With nothing added or dropped, copy the data that follows exactly.

####

//! Configuration management subsystem.
//!
//! # Data Flow
//! ```text
//! config file (TOML, optional)
//!     → loader.rs (parse & deserialize)
//!     → loader.rs (environment overrides: GATEWAY_PORT, RATE_LIMIT_*, *_SERVICE_URL, ...)
//!     → validation.rs (semantic checks)
//!     → GatewayConfig (validated)
//!     → security.rs (resolved, immutable SecurityConfig)
//!     → shared via Arc to all subsystems
//! ```
//!
//! # Design Decisions
//! - Config is immutable once loaded; changes require a restart
//! - All fields have defaults to allow minimal configs
//! - Validation separates syntactic (serde) from semantic checks
//! - Environment mode is read here once; nothing else reads the environment

pub mod loader;
pub mod schema;
pub mod security;
pub mod validation;

pub use loader::{load_config, ConfigError};
pub use schema::{
    AdminConfig, EnvironmentMode, GatewayConfig, ListenerConfig, LogFormat, ObservabilityConfig,
    ProbeConfig, QueryLimitsConfig, RateLimitConfig, RateLimitKey, SecuritySettings,
    SubgraphConfig, TimeoutConfig,
};
pub use security::{AllowedOrigins, ComplexityRules, SecurityConfig};
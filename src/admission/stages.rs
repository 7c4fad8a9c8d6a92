//! The standard admission stages.

use std::sync::Arc;

use crate::admission::{AdmissionContext, AdmissionStage, GraphQLRequest, Phase, Verdict};
use crate::config::SecurityConfig;
use crate::error::GatewayError;
use crate::query::{check_complexity, check_depth, check_introspection, ComplexityAnalyzer, QueryShape};
use crate::security::headers::check_origin;
use crate::security::limits::check_declared_length;
use crate::security::rate_limit::client_key;
use crate::security::RateLimiter;

/// Rejects a declared `Content-Length` above the ceiling.
pub struct SizeGuard {
    security: Arc<SecurityConfig>,
}

impl SizeGuard {
    pub fn new(security: Arc<SecurityConfig>) -> Self {
        Self { security }
    }
}

impl AdmissionStage for SizeGuard {
    fn name(&self) -> &'static str {
        "size_guard"
    }

    fn phase(&self) -> Phase {
        Phase::Headers
    }

    fn check(&self, ctx: &mut AdmissionContext) -> Verdict {
        ctx.declared_length = check_declared_length(&ctx.headers, self.security.max_request_bytes)?;
        Ok(())
    }
}

pub struct OriginPolicy {
    security: Arc<SecurityConfig>,
}

impl OriginPolicy {
    pub fn new(security: Arc<SecurityConfig>) -> Self {
        Self { security }
    }
}

impl AdmissionStage for OriginPolicy {
    fn name(&self) -> &'static str {
        "origin_policy"
    }

    fn phase(&self) -> Phase {
        Phase::Headers
    }

    fn check(&self, ctx: &mut AdmissionContext) -> Verdict {
        ctx.origin = check_origin(&ctx.headers, &self.security.allowed_origins)?;
        Ok(())
    }
}

pub struct RateLimitStage {
    security: Arc<SecurityConfig>,
    limiter: Arc<RateLimiter>,
}

impl RateLimitStage {
    pub fn new(security: Arc<SecurityConfig>, limiter: Arc<RateLimiter>) -> Self {
        Self { security, limiter }
    }
}

impl AdmissionStage for RateLimitStage {
    fn name(&self) -> &'static str {
        "rate_limit"
    }

    fn phase(&self) -> Phase {
        Phase::Headers
    }

    fn check(&self, ctx: &mut AdmissionContext) -> Verdict {
        let key = client_key(
            &ctx.request.client_identity,
            ctx.request.user_id.as_deref(),
            self.security.rate_limit_key,
        );
        self.limiter.check(&key)?;
        Ok(())
    }
}

/// Decodes the JSON envelope and builds the fragment-free operation.
///
/// Inlining already stops at the depth ceiling, so a fragment chain cannot nest
/// past it before [`DepthStage`] runs.
pub struct ParseStage {
    security: Arc<SecurityConfig>,
}

impl ParseStage {
    pub fn new(security: Arc<SecurityConfig>) -> Self {
        Self { security }
    }
}

impl AdmissionStage for ParseStage {
    fn name(&self) -> &'static str {
        "parse"
    }

    fn phase(&self) -> Phase {
        Phase::Document
    }

    fn check(&self, ctx: &mut AdmissionContext) -> Verdict {
        let request: GraphQLRequest = serde_json::from_slice(&ctx.body).map_err(|e| {
            GatewayError::BadRequest(format!("Request body is not a valid GraphQL request: {}", e))
        })?;

        let query = request
            .query
            .filter(|q| !q.trim().is_empty())
            .ok_or_else(|| GatewayError::BadRequest("Must provide query string".to_string()))?;

        let shape = QueryShape::parse_with_max_depth(
            &query,
            request.operation_name.as_deref(),
            self.security.max_query_depth,
        )?;
        ctx.operation_name = shape.name.clone().or(request.operation_name);
        ctx.variables = shape.with_defaults(&request.variables.unwrap_or_default());
        ctx.shape = Some(shape);
        Ok(())
    }
}

pub struct DepthStage {
    security: Arc<SecurityConfig>,
}

impl DepthStage {
    pub fn new(security: Arc<SecurityConfig>) -> Self {
        Self { security }
    }
}

impl AdmissionStage for DepthStage {
    fn name(&self) -> &'static str {
        "depth"
    }

    fn phase(&self) -> Phase {
        Phase::Document
    }

    fn check(&self, ctx: &mut AdmissionContext) -> Verdict {
        let depth = check_depth(ctx.shape()?, self.security.max_query_depth)?;
        ctx.depth = Some(depth);
        Ok(())
    }
}

/// Weighted cost, with list fields discovered by composition counted as lists.
pub struct ComplexityStage {
    security: Arc<SecurityConfig>,
}

impl ComplexityStage {
    pub fn new(security: Arc<SecurityConfig>) -> Self {
        Self { security }
    }
}

impl AdmissionStage for ComplexityStage {
    fn name(&self) -> &'static str {
        "complexity"
    }

    fn phase(&self) -> Phase {
        Phase::Document
    }

    fn check(&self, ctx: &mut AdmissionContext) -> Verdict {
        let analyzer = ComplexityAnalyzer::new(
            &self.security.complexity,
            &ctx.supergraph.list_fields,
            &ctx.variables,
        );
        let cost = check_complexity(&analyzer, ctx.shape()?, self.security.max_query_complexity)?;
        ctx.complexity = Some(cost);
        Ok(())
    }
}

pub struct IntrospectionStage {
    security: Arc<SecurityConfig>,
}

impl IntrospectionStage {
    pub fn new(security: Arc<SecurityConfig>) -> Self {
        Self { security }
    }
}

impl AdmissionStage for IntrospectionStage {
    fn name(&self) -> &'static str {
        "introspection"
    }

    fn phase(&self) -> Phase {
        Phase::Document
    }

    fn check(&self, ctx: &mut AdmissionContext) -> Verdict {
        check_introspection(ctx.shape()?, self.security.mode)
    }
}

####

▶ [Worked solution]:
//! Configuration management subsystem.
//!
//! # Data Flow
//! ```text
//! config file (TOML, optional)
//!     → loader.rs (parse & deserialize)
//!     → loader.rs (environment overrides: GATEWAY_PORT, RATE_LIMIT_*, *_SERVICE_URL, ...)
//!     → validation.rs (semantic checks)
//!     → GatewayConfig (validated)
//!     → security.rs (resolved, immutable SecurityConfig)
//!     → shared via Arc to all subsystems
//! ```
//!
//! # Design Decisions
//! - Config is immutable once loaded; changes require a restart
//! - All fields have defaults to allow minimal configs
//! - Validation separates syntactic (serde) from semantic checks
//! - Environment mode is read here once; nothing else reads the environment

pub mod loader;
pub mod schema;
pub mod security;
pub mod validation;

pub use loader::{load_config, ConfigError};
pub use schema::{
    AdminConfig, EnvironmentMode, GatewayConfig, ListenerConfig, LogFormat, ObservabilityConfig,
    ProbeConfig, QueryLimitsConfig, RateLimitConfig, RateLimitKey, SecuritySettings,
    SubgraphConfig, TimeoutConfig,
};
pub use security::{AllowedOrigins, ComplexityRules, SecurityConfig};
filename src/admission/stages.rs
repository 7c4fad8a9c8d6a92
//! The standard admission stages.

use std::sync::Arc;

use crate::admission::{AdmissionContext, AdmissionStage, GraphQLRequest, Phase, Verdict};
use crate::config::SecurityConfig;
use crate::error::GatewayError;
use crate::query::{check_complexity, check_depth, check_introspection, ComplexityAnalyzer, QueryShape};
use crate::security::headers::check_origin;
use crate::security::limits::check_declared_length;
use crate::security::rate_limit::client_key;
use crate::security::RateLimiter;

/// Rejects a declared `Content-Length` above the ceiling.
pub struct SizeGuard {
    security: Arc<SecurityConfig>,
}

impl SizeGuard {
    pub fn new(security: Arc<SecurityConfig>) -> Self {
        Self { security }
    }
}

impl AdmissionStage for SizeGuard {
    fn name(&self) -> &'static str {
        "size_guard"
    }

    fn phase(&self) -> Phase {
        Phase::Headers
    }

    fn check(&self, ctx: &mut AdmissionContext) -> Verdict {
        ctx.declared_length = check_declared_length(&ctx.headers, self.security.max_request_bytes)?;
        Ok(())
    }
}

pub struct OriginPolicy {
    security: Arc<SecurityConfig>,
}

impl OriginPolicy {
    pub fn new(security: Arc<SecurityConfig>) -> Self {
        Self { security }
    }
}

impl AdmissionStage for OriginPolicy {
    fn name(&self) -> &'static str {
        "origin_policy"
    }

    fn phase(&self) -> Phase {
        Phase::Headers
    }

    fn check(&self, ctx: &mut AdmissionContext) -> Verdict {
        ctx.origin = check_origin(&ctx.headers, &self.security.allowed_origins)?;
        Ok(())
    }
}

pub struct RateLimitStage {
    security: Arc<SecurityConfig>,
    limiter: Arc<RateLimiter>,
}

impl RateLimitStage {
    pub fn new(security: Arc<SecurityConfig>, limiter: Arc<RateLimiter>) -> Self {
        Self { security, limiter }
    }
}

impl AdmissionStage for RateLimitStage {
    fn name(&self) -> &'static str {
        "rate_limit"
    }

    fn phase(&self) -> Phase {
        Phase::Headers
    }

    fn check(&self, ctx: &mut AdmissionContext) -> Verdict {
        let key = client_key(
            &ctx.request.client_identity,
            ctx.request.user_id.as_deref(),
            self.security.rate_limit_key,
        );
        self.limiter.check(&key)?;
        Ok(())
    }
}

/// Decodes the JSON envelope and builds the fragment-free operation.
///
/// Inlining already stops at the depth ceiling, so a fragment chain cannot nest
/// past it before [`DepthStage`] runs.
pub struct ParseStage {
    security: Arc<SecurityConfig>,
}

impl ParseStage {
    pub fn new(security: Arc<SecurityConfig>) -> Self {
        Self { security }
    }
}

impl AdmissionStage for ParseStage {
    fn name(&self) -> &'static str {
        "parse"
    }

    fn phase(&self) -> Phase {
        Phase::Document
    }

    fn check(&self, ctx: &mut AdmissionContext) -> Verdict {
        let request: GraphQLRequest = serde_json::from_slice(&ctx.body).map_err(|e| {
            GatewayError::BadRequest(format!("Request body is not a valid GraphQL request: {}", e))
        })?;

        let query = request
            .query
            .filter(|q| !q.trim().is_empty())
            .ok_or_else(|| GatewayError::BadRequest("Must provide query string".to_string()))?;

        let shape = QueryShape::parse_with_max_depth(
            &query,
            request.operation_name.as_deref(),
            self.security.max_query_depth,
        )?;
        ctx.operation_name = shape.name.clone().or(request.operation_name);
        ctx.variables = shape.with_defaults(&request.variables.unwrap_or_default());
        ctx.shape = Some(shape);
        Ok(())
    }
}

pub struct DepthStage {
    security: Arc<SecurityConfig>,
}

impl DepthStage {
    pub fn new(security: Arc<SecurityConfig>) -> Self {
        Self { security }
    }
}

impl AdmissionStage for DepthStage {
    fn name(&self) -> &'static str {
        "depth"
    }

    fn phase(&self) -> Phase {
        Phase::Document
    }

    fn check(&self, ctx: &mut AdmissionContext) -> Verdict {
        let depth = check_depth(ctx.shape()?, self.security.max_query_depth)?;
        ctx.depth = Some(depth);
        Ok(())
    }
}

/// Weighted cost, with list fields discovered by composition counted as lists.
pub struct ComplexityStage {
    security: Arc<SecurityConfig>,
}

impl ComplexityStage {
    pub fn new(security: Arc<SecurityConfig>) -> Self {
        Self { security }
    }
}

impl AdmissionStage for ComplexityStage {
    fn name(&self) -> &'static str {
        "complexity"
    }

    fn phase(&self) -> Phase {
        Phase::Document
    }

    fn check(&self, ctx: &mut AdmissionContext) -> Verdict {
        let analyzer = ComplexityAnalyzer::new(
            &self.security.complexity,
            &ctx.supergraph.list_fields,
            &ctx.variables,
        );
        let cost = check_complexity(&analyzer, ctx.shape()?, self.security.max_query_complexity)?;
        ctx.complexity = Some(cost);
        Ok(())
    }
}

pub struct IntrospectionStage {
    security: Arc<SecurityConfig>,
}

impl IntrospectionStage {
    pub fn new(security: Arc<SecurityConfig>) -> Self {
        Self { security }
    }
}

impl AdmissionStage for IntrospectionStage {
    fn name(&self) -> &'static str {
        "introspection"
    }

    fn phase(&self) -> Phase {
        Phase::Document
    }

    fn check(&self, ctx: &mut AdmissionContext) -> Verdict {
        check_introspection(ctx.shape()?, self.security.mode)
    }
}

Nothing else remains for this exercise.